**DIRECTIONS**: Where in the records does the word "FrameBuilder" occur? Copy each line in which it does.

**INPUT DATA**:
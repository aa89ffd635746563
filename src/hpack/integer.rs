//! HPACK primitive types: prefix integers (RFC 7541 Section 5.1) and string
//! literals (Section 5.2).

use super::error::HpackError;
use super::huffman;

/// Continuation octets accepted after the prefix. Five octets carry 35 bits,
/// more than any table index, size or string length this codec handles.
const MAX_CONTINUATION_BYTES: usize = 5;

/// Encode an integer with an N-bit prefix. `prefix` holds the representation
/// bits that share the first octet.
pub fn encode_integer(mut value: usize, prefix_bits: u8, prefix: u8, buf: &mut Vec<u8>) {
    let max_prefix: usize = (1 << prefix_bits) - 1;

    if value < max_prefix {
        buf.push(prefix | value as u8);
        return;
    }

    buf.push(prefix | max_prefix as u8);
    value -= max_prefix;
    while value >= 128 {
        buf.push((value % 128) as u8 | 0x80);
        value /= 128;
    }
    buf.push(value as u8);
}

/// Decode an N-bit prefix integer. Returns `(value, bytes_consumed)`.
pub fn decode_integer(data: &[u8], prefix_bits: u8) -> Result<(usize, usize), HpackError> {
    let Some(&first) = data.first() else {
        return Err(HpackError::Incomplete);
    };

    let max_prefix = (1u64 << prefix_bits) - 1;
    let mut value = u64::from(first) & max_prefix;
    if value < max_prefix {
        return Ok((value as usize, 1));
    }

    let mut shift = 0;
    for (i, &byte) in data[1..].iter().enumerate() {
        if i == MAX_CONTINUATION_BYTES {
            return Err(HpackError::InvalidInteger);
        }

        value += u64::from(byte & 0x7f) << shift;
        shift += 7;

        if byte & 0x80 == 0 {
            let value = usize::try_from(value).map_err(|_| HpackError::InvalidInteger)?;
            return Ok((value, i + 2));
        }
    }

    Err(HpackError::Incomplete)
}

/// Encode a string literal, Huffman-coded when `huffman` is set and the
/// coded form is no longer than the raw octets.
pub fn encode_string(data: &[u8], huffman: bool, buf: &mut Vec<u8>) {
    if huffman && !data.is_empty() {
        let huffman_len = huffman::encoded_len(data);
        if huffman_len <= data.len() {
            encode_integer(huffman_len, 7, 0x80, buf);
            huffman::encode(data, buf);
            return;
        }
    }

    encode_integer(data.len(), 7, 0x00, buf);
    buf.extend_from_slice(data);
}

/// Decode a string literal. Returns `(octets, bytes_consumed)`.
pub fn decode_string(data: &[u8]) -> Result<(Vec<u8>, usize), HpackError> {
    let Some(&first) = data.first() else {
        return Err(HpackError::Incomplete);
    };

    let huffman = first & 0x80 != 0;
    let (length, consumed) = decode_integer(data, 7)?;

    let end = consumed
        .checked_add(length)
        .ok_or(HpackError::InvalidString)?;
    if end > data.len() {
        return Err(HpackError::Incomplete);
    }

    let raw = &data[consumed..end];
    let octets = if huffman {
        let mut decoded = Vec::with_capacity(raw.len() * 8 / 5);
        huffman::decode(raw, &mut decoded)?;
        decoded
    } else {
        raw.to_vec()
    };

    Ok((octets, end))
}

...

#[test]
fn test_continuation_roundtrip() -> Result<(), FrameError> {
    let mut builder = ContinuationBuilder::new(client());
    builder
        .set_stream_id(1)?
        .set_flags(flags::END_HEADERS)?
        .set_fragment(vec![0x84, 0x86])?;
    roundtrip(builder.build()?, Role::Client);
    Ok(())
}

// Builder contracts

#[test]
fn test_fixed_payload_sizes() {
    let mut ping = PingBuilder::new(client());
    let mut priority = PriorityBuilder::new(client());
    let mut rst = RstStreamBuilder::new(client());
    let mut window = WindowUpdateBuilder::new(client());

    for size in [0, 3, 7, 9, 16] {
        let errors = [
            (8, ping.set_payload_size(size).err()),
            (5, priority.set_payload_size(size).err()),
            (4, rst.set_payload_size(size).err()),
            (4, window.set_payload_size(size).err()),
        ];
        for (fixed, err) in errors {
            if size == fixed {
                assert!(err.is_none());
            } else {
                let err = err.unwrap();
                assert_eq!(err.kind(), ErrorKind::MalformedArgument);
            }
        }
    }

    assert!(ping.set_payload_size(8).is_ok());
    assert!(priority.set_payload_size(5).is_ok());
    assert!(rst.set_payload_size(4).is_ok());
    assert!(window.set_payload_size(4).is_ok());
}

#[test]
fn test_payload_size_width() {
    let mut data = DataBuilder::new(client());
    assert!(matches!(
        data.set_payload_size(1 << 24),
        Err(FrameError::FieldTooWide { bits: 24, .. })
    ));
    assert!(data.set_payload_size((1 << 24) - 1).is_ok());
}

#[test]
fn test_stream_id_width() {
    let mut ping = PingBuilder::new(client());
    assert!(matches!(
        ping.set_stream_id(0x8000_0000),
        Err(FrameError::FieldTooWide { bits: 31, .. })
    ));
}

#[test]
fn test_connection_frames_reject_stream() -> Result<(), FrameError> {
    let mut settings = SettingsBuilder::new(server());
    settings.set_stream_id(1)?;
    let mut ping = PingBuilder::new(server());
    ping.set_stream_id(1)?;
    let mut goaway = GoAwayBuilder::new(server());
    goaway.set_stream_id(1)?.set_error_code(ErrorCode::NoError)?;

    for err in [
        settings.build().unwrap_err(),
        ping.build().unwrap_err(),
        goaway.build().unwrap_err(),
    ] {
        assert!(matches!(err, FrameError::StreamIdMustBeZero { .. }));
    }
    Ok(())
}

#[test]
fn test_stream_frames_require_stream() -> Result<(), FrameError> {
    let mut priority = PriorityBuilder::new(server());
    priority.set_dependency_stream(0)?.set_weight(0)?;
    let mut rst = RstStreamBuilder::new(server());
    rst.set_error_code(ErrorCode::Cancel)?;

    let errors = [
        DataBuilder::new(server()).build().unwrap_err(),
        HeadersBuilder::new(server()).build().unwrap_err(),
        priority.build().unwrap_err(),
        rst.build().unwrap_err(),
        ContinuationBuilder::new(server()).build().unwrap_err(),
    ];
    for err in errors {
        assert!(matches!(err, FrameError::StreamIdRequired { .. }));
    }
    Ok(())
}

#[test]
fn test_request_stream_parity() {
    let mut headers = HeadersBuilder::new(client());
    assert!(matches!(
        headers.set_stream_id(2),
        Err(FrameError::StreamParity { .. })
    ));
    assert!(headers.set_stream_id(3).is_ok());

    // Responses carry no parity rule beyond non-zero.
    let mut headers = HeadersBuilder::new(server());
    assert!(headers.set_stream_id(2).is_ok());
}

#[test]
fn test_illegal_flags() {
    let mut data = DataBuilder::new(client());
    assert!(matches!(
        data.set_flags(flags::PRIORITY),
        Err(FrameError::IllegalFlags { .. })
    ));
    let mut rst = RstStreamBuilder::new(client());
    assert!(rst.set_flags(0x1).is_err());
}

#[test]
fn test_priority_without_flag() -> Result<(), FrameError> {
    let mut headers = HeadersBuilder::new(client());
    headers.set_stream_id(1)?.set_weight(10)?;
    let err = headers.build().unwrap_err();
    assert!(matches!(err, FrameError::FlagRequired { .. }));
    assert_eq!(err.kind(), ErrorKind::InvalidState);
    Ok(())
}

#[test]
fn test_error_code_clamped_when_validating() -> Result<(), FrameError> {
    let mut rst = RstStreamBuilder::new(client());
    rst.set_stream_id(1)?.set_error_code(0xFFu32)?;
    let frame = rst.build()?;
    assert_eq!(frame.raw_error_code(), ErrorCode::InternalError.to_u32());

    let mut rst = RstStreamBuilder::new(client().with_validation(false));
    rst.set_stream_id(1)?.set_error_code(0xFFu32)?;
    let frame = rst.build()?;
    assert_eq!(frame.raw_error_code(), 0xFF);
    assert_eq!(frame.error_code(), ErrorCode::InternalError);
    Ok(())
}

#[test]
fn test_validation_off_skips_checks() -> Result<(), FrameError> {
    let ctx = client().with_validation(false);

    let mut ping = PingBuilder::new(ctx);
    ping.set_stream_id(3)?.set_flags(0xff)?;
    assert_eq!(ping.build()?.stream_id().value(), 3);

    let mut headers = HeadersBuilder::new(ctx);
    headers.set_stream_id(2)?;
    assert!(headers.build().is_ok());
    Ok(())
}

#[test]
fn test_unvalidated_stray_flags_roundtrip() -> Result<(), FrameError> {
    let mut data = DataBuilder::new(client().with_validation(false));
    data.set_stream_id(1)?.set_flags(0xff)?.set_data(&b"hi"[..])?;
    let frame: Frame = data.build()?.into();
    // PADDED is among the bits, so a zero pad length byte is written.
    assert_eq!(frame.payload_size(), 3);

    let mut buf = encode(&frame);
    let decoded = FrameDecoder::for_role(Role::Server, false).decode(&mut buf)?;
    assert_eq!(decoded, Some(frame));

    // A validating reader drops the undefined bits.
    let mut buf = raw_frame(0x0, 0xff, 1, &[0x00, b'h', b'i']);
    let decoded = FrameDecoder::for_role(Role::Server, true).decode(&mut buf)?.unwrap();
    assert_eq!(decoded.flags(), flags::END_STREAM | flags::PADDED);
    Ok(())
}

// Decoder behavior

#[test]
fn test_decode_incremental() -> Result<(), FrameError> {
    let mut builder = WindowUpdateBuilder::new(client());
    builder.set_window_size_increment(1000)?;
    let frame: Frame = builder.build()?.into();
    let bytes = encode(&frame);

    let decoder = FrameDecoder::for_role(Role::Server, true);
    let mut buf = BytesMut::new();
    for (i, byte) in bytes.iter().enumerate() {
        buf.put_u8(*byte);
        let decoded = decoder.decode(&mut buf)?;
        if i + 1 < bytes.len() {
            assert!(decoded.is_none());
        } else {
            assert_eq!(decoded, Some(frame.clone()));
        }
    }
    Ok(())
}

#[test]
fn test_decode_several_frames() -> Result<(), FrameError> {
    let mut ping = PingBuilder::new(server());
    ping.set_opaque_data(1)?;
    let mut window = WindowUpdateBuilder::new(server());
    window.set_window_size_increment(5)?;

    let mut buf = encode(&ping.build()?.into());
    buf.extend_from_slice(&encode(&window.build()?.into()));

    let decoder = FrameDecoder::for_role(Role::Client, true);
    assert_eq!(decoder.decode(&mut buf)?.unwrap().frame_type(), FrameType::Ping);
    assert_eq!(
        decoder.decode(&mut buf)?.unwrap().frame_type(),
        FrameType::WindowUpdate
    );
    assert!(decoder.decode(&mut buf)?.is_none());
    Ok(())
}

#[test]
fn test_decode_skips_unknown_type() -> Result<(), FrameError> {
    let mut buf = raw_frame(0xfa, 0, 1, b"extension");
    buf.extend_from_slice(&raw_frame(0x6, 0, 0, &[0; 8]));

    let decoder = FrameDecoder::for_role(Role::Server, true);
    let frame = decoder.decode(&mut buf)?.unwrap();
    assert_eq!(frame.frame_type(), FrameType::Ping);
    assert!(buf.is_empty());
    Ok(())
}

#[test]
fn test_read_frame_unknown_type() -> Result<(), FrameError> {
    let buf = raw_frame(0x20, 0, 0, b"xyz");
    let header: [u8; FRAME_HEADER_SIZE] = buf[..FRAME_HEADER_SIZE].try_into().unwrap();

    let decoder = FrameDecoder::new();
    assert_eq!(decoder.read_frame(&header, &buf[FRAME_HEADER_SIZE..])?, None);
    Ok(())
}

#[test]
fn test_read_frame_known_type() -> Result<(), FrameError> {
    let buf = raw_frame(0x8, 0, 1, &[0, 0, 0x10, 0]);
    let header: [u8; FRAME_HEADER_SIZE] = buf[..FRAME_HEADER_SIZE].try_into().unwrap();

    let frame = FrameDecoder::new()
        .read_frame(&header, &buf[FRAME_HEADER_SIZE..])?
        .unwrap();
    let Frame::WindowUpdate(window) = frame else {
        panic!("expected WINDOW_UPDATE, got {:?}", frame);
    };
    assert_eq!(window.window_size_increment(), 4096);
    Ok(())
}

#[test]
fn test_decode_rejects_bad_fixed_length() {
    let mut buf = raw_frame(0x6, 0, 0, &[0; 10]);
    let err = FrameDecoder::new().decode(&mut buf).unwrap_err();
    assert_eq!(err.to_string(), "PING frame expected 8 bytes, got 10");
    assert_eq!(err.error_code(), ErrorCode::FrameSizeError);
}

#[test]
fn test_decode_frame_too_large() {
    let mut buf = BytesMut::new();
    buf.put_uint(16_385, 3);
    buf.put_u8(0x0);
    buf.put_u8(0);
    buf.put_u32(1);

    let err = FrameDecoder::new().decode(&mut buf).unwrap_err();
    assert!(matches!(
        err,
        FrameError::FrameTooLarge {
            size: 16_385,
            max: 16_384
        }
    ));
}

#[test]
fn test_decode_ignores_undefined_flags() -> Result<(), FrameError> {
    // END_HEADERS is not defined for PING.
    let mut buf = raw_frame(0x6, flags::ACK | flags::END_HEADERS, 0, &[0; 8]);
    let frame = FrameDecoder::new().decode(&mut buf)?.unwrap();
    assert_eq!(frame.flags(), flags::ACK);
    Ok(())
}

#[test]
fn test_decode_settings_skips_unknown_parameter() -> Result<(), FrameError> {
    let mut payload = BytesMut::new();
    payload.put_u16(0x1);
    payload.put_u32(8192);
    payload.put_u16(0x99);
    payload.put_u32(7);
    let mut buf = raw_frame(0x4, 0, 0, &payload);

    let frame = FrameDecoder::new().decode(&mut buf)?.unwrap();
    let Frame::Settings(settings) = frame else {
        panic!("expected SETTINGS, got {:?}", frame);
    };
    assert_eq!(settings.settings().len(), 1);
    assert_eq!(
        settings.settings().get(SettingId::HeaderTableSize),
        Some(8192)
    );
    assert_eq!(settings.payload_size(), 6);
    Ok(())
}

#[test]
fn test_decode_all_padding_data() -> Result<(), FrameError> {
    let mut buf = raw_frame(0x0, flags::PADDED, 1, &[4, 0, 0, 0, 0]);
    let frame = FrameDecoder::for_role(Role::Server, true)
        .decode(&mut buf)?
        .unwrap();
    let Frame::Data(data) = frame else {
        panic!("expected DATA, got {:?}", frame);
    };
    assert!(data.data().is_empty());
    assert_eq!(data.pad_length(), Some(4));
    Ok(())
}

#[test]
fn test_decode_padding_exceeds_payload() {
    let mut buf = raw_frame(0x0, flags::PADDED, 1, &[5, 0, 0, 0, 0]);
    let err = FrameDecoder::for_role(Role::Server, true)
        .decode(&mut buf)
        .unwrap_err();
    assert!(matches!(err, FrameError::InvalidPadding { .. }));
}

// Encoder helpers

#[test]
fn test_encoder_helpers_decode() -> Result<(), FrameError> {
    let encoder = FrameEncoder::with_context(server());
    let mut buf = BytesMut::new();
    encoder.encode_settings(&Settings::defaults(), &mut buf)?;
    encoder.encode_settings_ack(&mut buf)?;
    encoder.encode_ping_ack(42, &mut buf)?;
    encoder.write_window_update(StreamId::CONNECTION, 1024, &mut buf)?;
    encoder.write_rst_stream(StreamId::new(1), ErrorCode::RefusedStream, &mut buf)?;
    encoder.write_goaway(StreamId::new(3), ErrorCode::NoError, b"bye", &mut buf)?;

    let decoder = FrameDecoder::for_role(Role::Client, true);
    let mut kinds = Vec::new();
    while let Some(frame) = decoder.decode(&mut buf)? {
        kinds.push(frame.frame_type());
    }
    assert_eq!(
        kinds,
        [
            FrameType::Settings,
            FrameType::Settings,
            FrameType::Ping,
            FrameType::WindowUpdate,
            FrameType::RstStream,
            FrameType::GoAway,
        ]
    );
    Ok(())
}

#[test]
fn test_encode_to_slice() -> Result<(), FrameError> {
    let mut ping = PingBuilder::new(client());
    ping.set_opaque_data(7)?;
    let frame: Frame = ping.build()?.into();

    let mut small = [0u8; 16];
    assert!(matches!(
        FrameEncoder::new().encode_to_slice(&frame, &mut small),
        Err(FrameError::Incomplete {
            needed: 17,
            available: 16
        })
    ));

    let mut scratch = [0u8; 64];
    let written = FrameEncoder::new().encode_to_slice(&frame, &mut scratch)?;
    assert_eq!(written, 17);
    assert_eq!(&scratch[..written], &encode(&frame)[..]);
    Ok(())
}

==

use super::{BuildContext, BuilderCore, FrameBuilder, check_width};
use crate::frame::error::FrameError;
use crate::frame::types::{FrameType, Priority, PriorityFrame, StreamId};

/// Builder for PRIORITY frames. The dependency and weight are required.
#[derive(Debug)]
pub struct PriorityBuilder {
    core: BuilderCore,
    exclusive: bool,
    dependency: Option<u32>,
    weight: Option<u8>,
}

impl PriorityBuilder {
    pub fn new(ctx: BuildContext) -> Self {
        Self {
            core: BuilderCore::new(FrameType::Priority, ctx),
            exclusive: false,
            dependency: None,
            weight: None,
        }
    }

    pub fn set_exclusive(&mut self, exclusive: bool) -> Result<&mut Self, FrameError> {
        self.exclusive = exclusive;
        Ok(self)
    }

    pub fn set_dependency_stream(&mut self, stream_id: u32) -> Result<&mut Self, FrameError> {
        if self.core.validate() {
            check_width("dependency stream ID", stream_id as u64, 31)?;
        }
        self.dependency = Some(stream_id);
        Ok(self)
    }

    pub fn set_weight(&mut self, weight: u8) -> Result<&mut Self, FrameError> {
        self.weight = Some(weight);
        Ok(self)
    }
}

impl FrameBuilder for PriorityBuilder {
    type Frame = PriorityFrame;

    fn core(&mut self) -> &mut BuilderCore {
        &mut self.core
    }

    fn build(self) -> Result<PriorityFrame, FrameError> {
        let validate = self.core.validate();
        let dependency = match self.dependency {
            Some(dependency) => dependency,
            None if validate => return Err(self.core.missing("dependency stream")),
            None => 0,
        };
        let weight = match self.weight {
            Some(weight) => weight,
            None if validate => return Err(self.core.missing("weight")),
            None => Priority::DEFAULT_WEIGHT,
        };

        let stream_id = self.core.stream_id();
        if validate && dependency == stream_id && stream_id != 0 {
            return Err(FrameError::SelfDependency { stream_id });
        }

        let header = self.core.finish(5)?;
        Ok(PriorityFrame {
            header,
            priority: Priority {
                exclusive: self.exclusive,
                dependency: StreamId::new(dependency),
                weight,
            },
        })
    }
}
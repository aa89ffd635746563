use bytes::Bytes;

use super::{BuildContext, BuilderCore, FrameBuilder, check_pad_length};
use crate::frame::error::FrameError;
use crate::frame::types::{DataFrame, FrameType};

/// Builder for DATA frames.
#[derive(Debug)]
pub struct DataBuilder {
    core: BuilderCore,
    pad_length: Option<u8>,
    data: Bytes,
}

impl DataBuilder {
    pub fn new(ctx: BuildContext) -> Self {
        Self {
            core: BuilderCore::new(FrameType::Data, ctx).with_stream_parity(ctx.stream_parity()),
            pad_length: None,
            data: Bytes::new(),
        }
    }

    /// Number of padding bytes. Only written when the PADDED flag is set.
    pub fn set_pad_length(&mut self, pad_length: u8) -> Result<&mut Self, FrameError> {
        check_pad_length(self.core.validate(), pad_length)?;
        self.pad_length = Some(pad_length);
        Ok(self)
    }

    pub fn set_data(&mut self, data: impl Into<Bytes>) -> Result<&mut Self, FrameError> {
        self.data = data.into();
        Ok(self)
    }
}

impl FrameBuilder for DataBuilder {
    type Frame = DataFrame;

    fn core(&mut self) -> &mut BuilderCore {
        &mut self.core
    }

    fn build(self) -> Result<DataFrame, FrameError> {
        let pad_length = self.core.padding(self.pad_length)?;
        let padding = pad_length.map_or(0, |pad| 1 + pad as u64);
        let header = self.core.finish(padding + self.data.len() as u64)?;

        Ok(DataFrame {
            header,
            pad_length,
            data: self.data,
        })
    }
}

**EXERCISE SOLUTION**:
use super::{BuildContext, BuilderCore, FrameBuilder, check_width};
impl FrameBuilder for PriorityBuilder {
use super::{BuildContext, BuilderCore, FrameBuilder, check_pad_length};
impl FrameBuilder for DataBuilder {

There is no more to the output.